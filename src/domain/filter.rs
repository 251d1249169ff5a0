use chrono::NaiveDate;
use serde::Deserialize;

use crate::domain::case::NatureOfCase;
use crate::errors::AppError;

/// Sparse filter over the case table. An absent (or blank) field puts no
/// constraint on that dimension; date bounds are inclusive and compare the
/// case's intake `date`, never its NDOH date.
#[derive(Debug, Default, Deserialize)]
pub struct CaseFilter {
    pub nature_of_case: Option<String>,
    pub assigned_to: Option<String>,
    pub start_date: Option<String>,
    pub end_date: Option<String>,
}

/// Filter after boundary validation. Produced by [`CaseFilter::validate`]
/// before any query runs.
#[derive(Debug)]
pub struct ValidatedFilter {
    pub nature_of_case: Option<NatureOfCase>,
    pub assigned_to: Option<String>,
    pub start_date: Option<NaiveDate>,
    pub end_date: Option<NaiveDate>,
}

fn present(value: Option<String>) -> Option<String> {
    value
        .map(|s| s.trim().to_string())
        .filter(|s| !s.is_empty())
}

fn parse_date(field: &str, s: &str) -> Result<NaiveDate, AppError> {
    NaiveDate::parse_from_str(s, "%Y-%m-%d")
        .map_err(|_| AppError::Validation(format!("invalid {field}: {s}")))
}

impl CaseFilter {
    /// Rejects specifications violating the report date policy with a
    /// `Range` error rather than clamping: bounds may not lie in the future
    /// and the start may not exceed the end.
    pub fn validate(self, today: NaiveDate) -> Result<ValidatedFilter, AppError> {
        let nature_of_case = match present(self.nature_of_case) {
            Some(s) => Some(s.parse::<NatureOfCase>()?),
            None => None,
        };
        let assigned_to = present(self.assigned_to);

        let start_date = match present(self.start_date) {
            Some(s) => Some(parse_date("start_date", &s)?),
            None => None,
        };
        let end_date = match present(self.end_date) {
            Some(s) => Some(parse_date("end_date", &s)?),
            None => None,
        };

        if let (Some(start), Some(end)) = (start_date, end_date) {
            if start > end {
                return Err(AppError::Range(format!(
                    "start_date {start} is after end_date {end}"
                )));
            }
        }
        for (name, value) in [("start_date", start_date), ("end_date", end_date)] {
            if let Some(date) = value {
                if date > today {
                    return Err(AppError::Range(format!("{name} {date} is in the future")));
                }
            }
        }

        Ok(ValidatedFilter {
            nature_of_case,
            assigned_to,
            start_date,
            end_date,
        })
    }
}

=== Problem to work on ===
One exact transcript of the whole listing is the expected answer.

=== Task output ===
filename src/domain/filter.rs
repository 251d1249169ff5a0
use chrono::NaiveDate;
use serde::Deserialize;

use crate::domain::case::NatureOfCase;
use crate::errors::AppError;

/// Sparse filter over the case table. An absent (or blank) field puts no
/// constraint on that dimension; date bounds are inclusive and compare the
/// case's intake `date`, never its NDOH date.
#[derive(Debug, Default, Deserialize)]
pub struct CaseFilter {
    pub nature_of_case: Option<String>,
    pub assigned_to: Option<String>,
    pub start_date: Option<String>,
    pub end_date: Option<String>,
}

/// Filter after boundary validation. Produced by [`CaseFilter::validate`]
/// before any query runs.
#[derive(Debug)]
pub struct ValidatedFilter {
    pub nature_of_case: Option<NatureOfCase>,
    pub assigned_to: Option<String>,
    pub start_date: Option<NaiveDate>,
    pub end_date: Option<NaiveDate>,
}

fn present(value: Option<String>) -> Option<String> {
    value
        .map(|s| s.trim().to_string())
        .filter(|s| !s.is_empty())
}

fn parse_date(field: &str, s: &str) -> Result<NaiveDate, AppError> {
    NaiveDate::parse_from_str(s, "%Y-%m-%d")
        .map_err(|_| AppError::Validation(format!("invalid {field}: {s}")))
}

impl CaseFilter {
    /// Rejects specifications violating the report date policy with a
    /// `Range` error rather than clamping: bounds may not lie in the future
    /// and the start may not exceed the end.
    pub fn validate(self, today: NaiveDate) -> Result<ValidatedFilter, AppError> {
        let nature_of_case = match present(self.nature_of_case) {
            Some(s) => Some(s.parse::<NatureOfCase>()?),
            None => None,
        };
        let assigned_to = present(self.assigned_to);

        let start_date = match present(self.start_date) {
            Some(s) => Some(parse_date("start_date", &s)?),
            None => None,
        };
        let end_date = match present(self.end_date) {
            Some(s) => Some(parse_date("end_date", &s)?),
            None => None,
        };

        if let (Some(start), Some(end)) = (start_date, end_date) {
            if start > end {
                return Err(AppError::Range(format!(
                    "start_date {start} is after end_date {end}"
                )));
            }
        }
        for (name, value) in [("start_date", start_date), ("end_date", end_date)] {
            if let Some(date) = value {
                if date > today {
                    return Err(AppError::Range(format!("{name} {date} is in the future")));
                }
            }
        }

        Ok(ValidatedFilter {
            nature_of_case,
            assigned_to,
            start_date,
            end_date,
        })
    }
}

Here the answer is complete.